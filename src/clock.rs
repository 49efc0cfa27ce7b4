// Copyright (c) 2023 Mike Tsao. All rights reserved.

use crate::engine::SharedState;
use std::{
    sync::{
        atomic::{AtomicBool, AtomicI64, AtomicU64, Ordering},
        Arc,
    },
    time::Instant,
};
use tactus_core::{time::Tick, ParameterType};

/// First-order IIR coefficient for the slave tempo smoother.
const SMOOTHING: ParameterType = 0.25;

/// Instantaneous readings above this are transport spikes, not tempo.
const MAX_PLAUSIBLE_BPM: ParameterType = 300.0;

/// Sentinel for "no external pulse seen yet."
const NO_PULSE: u64 = u64::MAX;

/// What one timing interval decided: nothing, a whole-tick advance, or a
/// jam to an absolute position.
#[derive(Clone, Copy, Debug, PartialEq, Eq)]
pub(crate) enum Advance {
    None,
    Ticks(i64),
    Jam(Tick),
}

/// Fractional ticks accrued over an interval at a constant tempo.
fn ticks_for_interval(delta_micros: u64, bpm: ParameterType, ticks_per_quarter: u32) -> f64 {
    delta_micros as f64 * bpm * ticks_per_quarter as f64 / 60_000_000.0
}

/// [MasterClock] generates tempo internally. It accumulates fractional
/// ticks interval by interval and releases them as whole ticks, carrying
/// the remainder so nothing is lost between iterations.
#[derive(Debug, Default)]
pub(crate) struct MasterClock {
    delta_ticks: f64,
}
impl MasterClock {
    pub(crate) fn interval(
        &mut self,
        delta_micros: u64,
        bpm: ParameterType,
        tempo_factor: ParameterType,
        ticks_per_quarter: u32,
    ) -> Advance {
        self.delta_ticks += ticks_for_interval(delta_micros, bpm * tempo_factor, ticks_per_quarter);
        if self.delta_ticks >= 1.0 {
            let whole = self.delta_ticks.floor();
            self.delta_ticks -= whole;
            Advance::Ticks(whole as i64)
        } else {
            Advance::None
        }
    }
}

/// [SlaveState] is the cross-thread surface of the external-clock path. The
/// producer side ([pulse()](SlaveState::pulse)) runs on whatever thread
/// delivers external clock pulses; the consumer side is the engine loop.
///
/// The jam mailbox is a single-slot handoff: the producer release-stores
/// the jam tick and then the pending flag; the consumer acquire-swaps the
/// flag and, on a hit, reads the tick. A second pulse before the first is
/// consumed simply overwrites the slot: the jam is ground truth, so the
/// latest pulse wins.
#[derive(Debug)]
pub(crate) struct SlaveState {
    clocks_per_quarter: u32,
    multiplier: AtomicI64,
    jam_pending: AtomicBool,
    jam_tick: AtomicI64,
    last_tick: AtomicI64,
    last_pulse_micros: AtomicU64,
    epoch: Instant,
    state: Arc<SharedState>,
}
impl SlaveState {
    pub(crate) fn new(clocks_per_quarter: u32, state: Arc<SharedState>) -> Self {
        Self {
            clocks_per_quarter,
            multiplier: AtomicI64::new(1),
            jam_pending: AtomicBool::new(false),
            jam_tick: AtomicI64::new(0),
            last_tick: AtomicI64::new(0),
            last_pulse_micros: AtomicU64::new(NO_PULSE),
            epoch: Instant::now(),
            state,
        }
    }

    pub(crate) fn clocks_per_quarter(&self) -> u32 {
        self.clocks_per_quarter
    }

    pub(crate) fn multiplier(&self) -> i64 {
        self.multiplier.load(Ordering::Relaxed)
    }

    /// Called at play(): fixes the tick-per-pulse multiplier and forgets any
    /// stale pulse history from a previous run.
    pub(crate) fn prepare(&self, multiplier: i64, current_tick: Tick) {
        self.multiplier.store(multiplier, Ordering::Relaxed);
        self.last_tick.store(current_tick, Ordering::Relaxed);
        self.jam_pending.store(false, Ordering::Relaxed);
        self.last_pulse_micros.store(NO_PULSE, Ordering::Relaxed);
    }

    /// The engine repositioned; future jams build on the new position.
    pub(crate) fn republish(&self, tick: Tick) {
        self.last_tick.store(tick, Ordering::Relaxed);
    }

    /// One external clock pulse, producer side.
    pub(crate) fn pulse(&self) {
        self.pulse_at(self.epoch.elapsed().as_micros() as u64);
    }

    pub(crate) fn pulse_at(&self, now_micros: u64) {
        let jam = self.last_tick.load(Ordering::Relaxed) + self.multiplier();
        self.jam_tick.store(jam, Ordering::Release);
        self.jam_pending.store(true, Ordering::Release);
        self.last_tick.store(jam, Ordering::Relaxed);

        let prev_micros = self.last_pulse_micros.swap(now_micros, Ordering::Relaxed);
        if prev_micros == NO_PULSE {
            // first pulse establishes the timebase only
            return;
        }
        let delta_micros = now_micros.saturating_sub(prev_micros);
        if delta_micros == 0 {
            return;
        }
        let instantaneous_bpm =
            60_000_000.0 / (delta_micros as f64 * self.clocks_per_quarter as f64);
        if instantaneous_bpm <= MAX_PLAUSIBLE_BPM {
            self.state.set_bpm(
                SMOOTHING * instantaneous_bpm + (1.0 - SMOOTHING) * self.state.bpm(),
            );
        }
    }

    fn take_jam(&self) -> Option<Tick> {
        if self.jam_pending.swap(false, Ordering::Acquire) {
            Some(self.jam_tick.load(Ordering::Acquire))
        } else {
            None
        }
    }
}

/// [SlaveClock] is the engine-thread side of external clocking. A pending
/// jam snaps the position to the pulse's target tick; between pulses it
/// interpolates at the smoothed tempo, but never further than
/// `multiplier - 1` ticks, so the next jam always lands at or ahead of the
/// interpolated position.
#[derive(Debug)]
pub(crate) struct SlaveClock {
    shared: Arc<SlaveState>,
    delta_ticks: f64,
    countdown: i64,
}
impl SlaveClock {
    pub(crate) fn new(shared: Arc<SlaveState>) -> Self {
        Self {
            shared,
            delta_ticks: 0.0,
            countdown: 0,
        }
    }

    pub(crate) fn interval(
        &mut self,
        delta_micros: u64,
        bpm: ParameterType,
        ticks_per_quarter: u32,
    ) -> Advance {
        if let Some(jam) = self.shared.take_jam() {
            self.delta_ticks = 0.0;
            self.countdown = self.shared.multiplier() - 1;
            return Advance::Jam(jam);
        }
        if self.countdown <= 0 {
            return Advance::None;
        }
        // tempo factor is deliberately absent here: when slaved, the pulse
        // stream is the tempo
        self.delta_ticks += ticks_for_interval(delta_micros, bpm, ticks_per_quarter);
        if self.delta_ticks >= 1.0 {
            let whole = (self.delta_ticks.floor() as i64).min(self.countdown);
            self.delta_ticks -= whole as f64;
            self.countdown -= whole;
            Advance::Ticks(whole)
        } else {
            Advance::None
        }
    }
}

/// The engine's clock, constructed at play() and dropped when the engine
/// thread exits.
#[derive(Debug)]
pub(crate) enum Clock {
    Master(MasterClock),
    Slave(SlaveClock),
}
impl Clock {
    pub(crate) fn interval(
        &mut self,
        delta_micros: u64,
        bpm: ParameterType,
        tempo_factor: ParameterType,
        ticks_per_quarter: u32,
    ) -> Advance {
        match self {
            Clock::Master(clock) => clock.interval(delta_micros, bpm, tempo_factor, ticks_per_quarter),
            Clock::Slave(clock) => clock.interval(delta_micros, bpm, ticks_per_quarter),
        }
    }
}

****************************************

§ **Aim of the exercise**:
With no words changed, transcribe the records above.

§ **Response to this exercise**:
filename src/clock.rs
repository 49efc0cfa27ce7b4
// Copyright (c) 2023 Mike Tsao. All rights reserved.

use crate::engine::SharedState;
use std::{
    sync::{
        atomic::{AtomicBool, AtomicI64, AtomicU64, Ordering},
        Arc,
    },
    time::Instant,
};
use tactus_core::{time::Tick, ParameterType};

/// First-order IIR coefficient for the slave tempo smoother.
const SMOOTHING: ParameterType = 0.25;

/// Instantaneous readings above this are transport spikes, not tempo.
const MAX_PLAUSIBLE_BPM: ParameterType = 300.0;

/// Sentinel for "no external pulse seen yet."
const NO_PULSE: u64 = u64::MAX;

/// What one timing interval decided: nothing, a whole-tick advance, or a
/// jam to an absolute position.
#[derive(Clone, Copy, Debug, PartialEq, Eq)]
pub(crate) enum Advance {
    None,
    Ticks(i64),
    Jam(Tick),
}

/// Fractional ticks accrued over an interval at a constant tempo.
fn ticks_for_interval(delta_micros: u64, bpm: ParameterType, ticks_per_quarter: u32) -> f64 {
    delta_micros as f64 * bpm * ticks_per_quarter as f64 / 60_000_000.0
}

/// [MasterClock] generates tempo internally. It accumulates fractional
/// ticks interval by interval and releases them as whole ticks, carrying
/// the remainder so nothing is lost between iterations.
#[derive(Debug, Default)]
pub(crate) struct MasterClock {
    delta_ticks: f64,
}
impl MasterClock {
    pub(crate) fn interval(
        &mut self,
        delta_micros: u64,
        bpm: ParameterType,
        tempo_factor: ParameterType,
        ticks_per_quarter: u32,
    ) -> Advance {
        self.delta_ticks += ticks_for_interval(delta_micros, bpm * tempo_factor, ticks_per_quarter);
        if self.delta_ticks >= 1.0 {
            let whole = self.delta_ticks.floor();
            self.delta_ticks -= whole;
            Advance::Ticks(whole as i64)
        } else {
            Advance::None
        }
    }
}

/// [SlaveState] is the cross-thread surface of the external-clock path. The
/// producer side ([pulse()](SlaveState::pulse)) runs on whatever thread
/// delivers external clock pulses; the consumer side is the engine loop.
///
/// The jam mailbox is a single-slot handoff: the producer release-stores
/// the jam tick and then the pending flag; the consumer acquire-swaps the
/// flag and, on a hit, reads the tick. A second pulse before the first is
/// consumed simply overwrites the slot: the jam is ground truth, so the
/// latest pulse wins.
#[derive(Debug)]
pub(crate) struct SlaveState {
    clocks_per_quarter: u32,
    multiplier: AtomicI64,
    jam_pending: AtomicBool,
    jam_tick: AtomicI64,
    last_tick: AtomicI64,
    last_pulse_micros: AtomicU64,
    epoch: Instant,
    state: Arc<SharedState>,
}
impl SlaveState {
    pub(crate) fn new(clocks_per_quarter: u32, state: Arc<SharedState>) -> Self {
        Self {
            clocks_per_quarter,
            multiplier: AtomicI64::new(1),
            jam_pending: AtomicBool::new(false),
            jam_tick: AtomicI64::new(0),
            last_tick: AtomicI64::new(0),
            last_pulse_micros: AtomicU64::new(NO_PULSE),
            epoch: Instant::now(),
            state,
        }
    }

    pub(crate) fn clocks_per_quarter(&self) -> u32 {
        self.clocks_per_quarter
    }

    pub(crate) fn multiplier(&self) -> i64 {
        self.multiplier.load(Ordering::Relaxed)
    }

    /// Called at play(): fixes the tick-per-pulse multiplier and forgets any
    /// stale pulse history from a previous run.
    pub(crate) fn prepare(&self, multiplier: i64, current_tick: Tick) {
        self.multiplier.store(multiplier, Ordering::Relaxed);
        self.last_tick.store(current_tick, Ordering::Relaxed);
        self.jam_pending.store(false, Ordering::Relaxed);
        self.last_pulse_micros.store(NO_PULSE, Ordering::Relaxed);
    }

    /// The engine repositioned; future jams build on the new position.
    pub(crate) fn republish(&self, tick: Tick) {
        self.last_tick.store(tick, Ordering::Relaxed);
    }

    /// One external clock pulse, producer side.
    pub(crate) fn pulse(&self) {
        self.pulse_at(self.epoch.elapsed().as_micros() as u64);
    }

    pub(crate) fn pulse_at(&self, now_micros: u64) {
        let jam = self.last_tick.load(Ordering::Relaxed) + self.multiplier();
        self.jam_tick.store(jam, Ordering::Release);
        self.jam_pending.store(true, Ordering::Release);
        self.last_tick.store(jam, Ordering::Relaxed);

        let prev_micros = self.last_pulse_micros.swap(now_micros, Ordering::Relaxed);
        if prev_micros == NO_PULSE {
            // first pulse establishes the timebase only
            return;
        }
        let delta_micros = now_micros.saturating_sub(prev_micros);
        if delta_micros == 0 {
            return;
        }
        let instantaneous_bpm =
            60_000_000.0 / (delta_micros as f64 * self.clocks_per_quarter as f64);
        if instantaneous_bpm <= MAX_PLAUSIBLE_BPM {
            self.state.set_bpm(
                SMOOTHING * instantaneous_bpm + (1.0 - SMOOTHING) * self.state.bpm(),
            );
        }
    }

    fn take_jam(&self) -> Option<Tick> {
        if self.jam_pending.swap(false, Ordering::Acquire) {
            Some(self.jam_tick.load(Ordering::Acquire))
        } else {
            None
        }
    }
}

/// [SlaveClock] is the engine-thread side of external clocking. A pending
/// jam snaps the position to the pulse's target tick; between pulses it
/// interpolates at the smoothed tempo, but never further than
/// `multiplier - 1` ticks, so the next jam always lands at or ahead of the
/// interpolated position.
#[derive(Debug)]
pub(crate) struct SlaveClock {
    shared: Arc<SlaveState>,
    delta_ticks: f64,
    countdown: i64,
}
impl SlaveClock {
    pub(crate) fn new(shared: Arc<SlaveState>) -> Self {
        Self {
            shared,
            delta_ticks: 0.0,
            countdown: 0,
        }
    }

    pub(crate) fn interval(
        &mut self,
        delta_micros: u64,
        bpm: ParameterType,
        ticks_per_quarter: u32,
    ) -> Advance {
        if let Some(jam) = self.shared.take_jam() {
            self.delta_ticks = 0.0;
            self.countdown = self.shared.multiplier() - 1;
            return Advance::Jam(jam);
        }
        if self.countdown <= 0 {
            return Advance::None;
        }
        // tempo factor is deliberately absent here: when slaved, the pulse
        // stream is the tempo
        self.delta_ticks += ticks_for_interval(delta_micros, bpm, ticks_per_quarter);
        if self.delta_ticks >= 1.0 {
            let whole = (self.delta_ticks.floor() as i64).min(self.countdown);
            self.delta_ticks -= whole as f64;
            self.countdown -= whole;
            Advance::Ticks(whole)
        } else {
            Advance::None
        }
    }
}

/// The engine's clock, constructed at play() and dropped when the engine
/// thread exits.
#[derive(Debug)]
pub(crate) enum Clock {
    Master(MasterClock),
    Slave(SlaveClock),
}
impl Clock {
    pub(crate) fn interval(
        &mut self,
        delta_micros: u64,
        bpm: ParameterType,
        tempo_factor: ParameterType,
        ticks_per_quarter: u32,
    ) -> Advance {
        match self {
            Clock::Master(clock) => clock.interval(delta_micros, bpm, tempo_factor, ticks_per_quarter),
            Clock::Slave(clock) => clock.interval(delta_micros, bpm, ticks_per_quarter),
        }
    }
}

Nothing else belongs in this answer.